The Cisitalia 202 Might be the most Beautiful Car at the Petersen


Italy is known for its many stunning automotive designs, so when one stands out above all the others, is must be exceptional. Consider this Cisitalia 202 Coupe, part of the Petersen Automotive Museum collection.

Most people have never heard of Consorzio Industriale Sportiva Italia, even by its shorter moniker Cisitalia. They started by building single sear race cars, and branded out to build limited production cars based on Fiat mechanicals with custom coachwork. In 1947, the company released the 202 Coupe, considered one of the most perfectly designed  cars of that or any other era. It was one of the first cars to cohesively combine the passenger compartment, trunk and mechanicals into a single integrated package instead of treating them as separate components.

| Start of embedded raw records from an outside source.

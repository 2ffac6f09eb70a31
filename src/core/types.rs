/*!
 * Core Types
 * Common types used across the crate
 */

/// Process ID type (kernel `pid_t`)
pub type Pid = i32;

/// Raw signal number type
pub type Signal = i32;
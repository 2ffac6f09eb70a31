/*!
 * Error Types
 * Typed process-handle errors with category classification
 */

use crate::core::types::Pid;
use crate::sys;
use std::io;
use thiserror::Error;

/// Process handle operation result
pub type ProcResult<T> = Result<T, ProcError>;

/// Errors produced by process handle operations
#[derive(Error, Debug)]
pub enum ProcError {
    /// A pidfd-family operation failed.
    ///
    /// Carries the handle identity for diagnostics; `fd` is best effort and
    /// zero when no descriptor exists yet. The underlying OS cause is
    /// reachable through the source chain.
    #[error("pidfd {fd}: pid {pid}: {source}")]
    Os {
        fd: i32,
        pid: Pid,
        #[source]
        source: io::Error,
    },

    #[error("invalid signal value: {0}")]
    InvalidSignal(i32),

    #[error("wait canceled")]
    Canceled,

    #[error("wait deadline exceeded")]
    DeadlineExceeded,

    #[error("wait task failed: {0}")]
    WaitTaskFailed(String),

    #[error("pidfd is not supported on this platform")]
    Unsupported,
}

/// Error category for generic handling
///
/// Callers match on the category instead of raw OS codes; unwrap the source
/// chain for anything `Other`.
#[derive(Debug, Clone, Copy, PartialEq, Eq, Hash)]
pub enum ErrorKind {
    /// The target process does not exist (or has already been reaped)
    NotFound,
    /// The caller lacks permission over the target process
    PermissionDenied,
    /// An argument was outside its valid domain
    InvalidArgument,
    /// The wait context fired before the process exited
    Canceled,
    /// pidfds are unavailable on this platform
    Unsupported,
    /// Anything else; inspect the source chain
    Other,
}

impl ProcError {
    /// Annotate a raw OS failure with handle identity.
    pub(crate) fn os(fd: i32, pid: Pid, source: io::Error) -> Self {
        Self::Os { fd, pid, source }
    }

    /// Classify this error against the well-known categories.
    pub fn kind(&self) -> ErrorKind {
        match self {
            Self::Os { source, .. } => classify(source),
            Self::InvalidSignal(_) => ErrorKind::InvalidArgument,
            Self::Canceled | Self::DeadlineExceeded => ErrorKind::Canceled,
            Self::WaitTaskFailed(_) => ErrorKind::Other,
            Self::Unsupported => ErrorKind::Unsupported,
        }
    }

    /// True when the target process does not exist.
    pub fn is_not_found(&self) -> bool {
        self.kind() == ErrorKind::NotFound
    }

    /// True when the caller lacks permission over the target process.
    pub fn is_permission_denied(&self) -> bool {
        self.kind() == ErrorKind::PermissionDenied
    }
}

/// Map a raw OS cause to an error category.
fn classify(err: &io::Error) -> ErrorKind {
    match err.raw_os_error() {
        Some(code) if code == sys::NO_SUCH_PROCESS => ErrorKind::NotFound,
        Some(code) if code == sys::NOT_PERMITTED || code == sys::ACCESS_DENIED => {
            ErrorKind::PermissionDenied
        }
        _ => ErrorKind::Other,
    }
}

#[cfg(test)]
#[cfg(target_os = "linux")]
mod tests {
    use super::*;
    use pretty_assertions::assert_eq;

    fn os_error(code: i32) -> ProcError {
        ProcError::os(7, 42, io::Error::from_raw_os_error(code))
    }

    #[test]
    fn classifies_no_such_process() {
        let err = os_error(sys::NO_SUCH_PROCESS);
        assert_eq!(err.kind(), ErrorKind::NotFound);
        assert!(err.is_not_found());
        assert!(!err.is_permission_denied());
    }

    #[test]
    fn classifies_permission_codes() {
        assert_eq!(os_error(sys::NOT_PERMITTED).kind(), ErrorKind::PermissionDenied);
        assert_eq!(os_error(sys::ACCESS_DENIED).kind(), ErrorKind::PermissionDenied);
    }

    #[test]
    fn unknown_codes_stay_unclassified() {
        assert_eq!(os_error(libc::EIO).kind(), ErrorKind::Other);
    }

    #[test]
    fn cancellation_causes_share_one_category() {
        assert_eq!(ProcError::Canceled.kind(), ErrorKind::Canceled);
        assert_eq!(ProcError::DeadlineExceeded.kind(), ErrorKind::Canceled);
    }

    #[test]
    fn invalid_signal_is_invalid_argument() {
        assert_eq!(ProcError::InvalidSignal(999).kind(), ErrorKind::InvalidArgument);
    }

    #[test]
    fn os_error_display_carries_identity() {
        let err = os_error(sys::NO_SUCH_PROCESS);
        assert_eq!(
            err.to_string(),
            format!(
                "pidfd 7: pid 42: {}",
                io::Error::from_raw_os_error(sys::NO_SUCH_PROCESS)
            )
        );
    }

    #[test]
    fn source_chain_reaches_os_cause() {
        use std::error::Error;

        let err = os_error(sys::NOT_PERMITTED);
        let source = err.source().expect("os error has a source");
        let cause = source
            .downcast_ref::<io::Error>()
            .expect("source is an io::Error");
        assert_eq!(cause.raw_os_error(), Some(sys::NOT_PERMITTED));
    }
}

The Pininfarina design was so successful that it was featured at the Museum of Modern Art’s first ever exhibit on automotive design in 1951. In fact, one remains as part of their permanent collection.

Prefect design does not necessarily equal sales success, however. Only 170 of these aluminum bodies masterpieces were produced before the company folded.


The maroon 202 shown here is part of the collection at the Petersen Automotive Museum in Los Angeles. The Petersen is dedicated to the exploration and presentation of the automobile and its impact on American life and culture using Los Angeles as the prime example.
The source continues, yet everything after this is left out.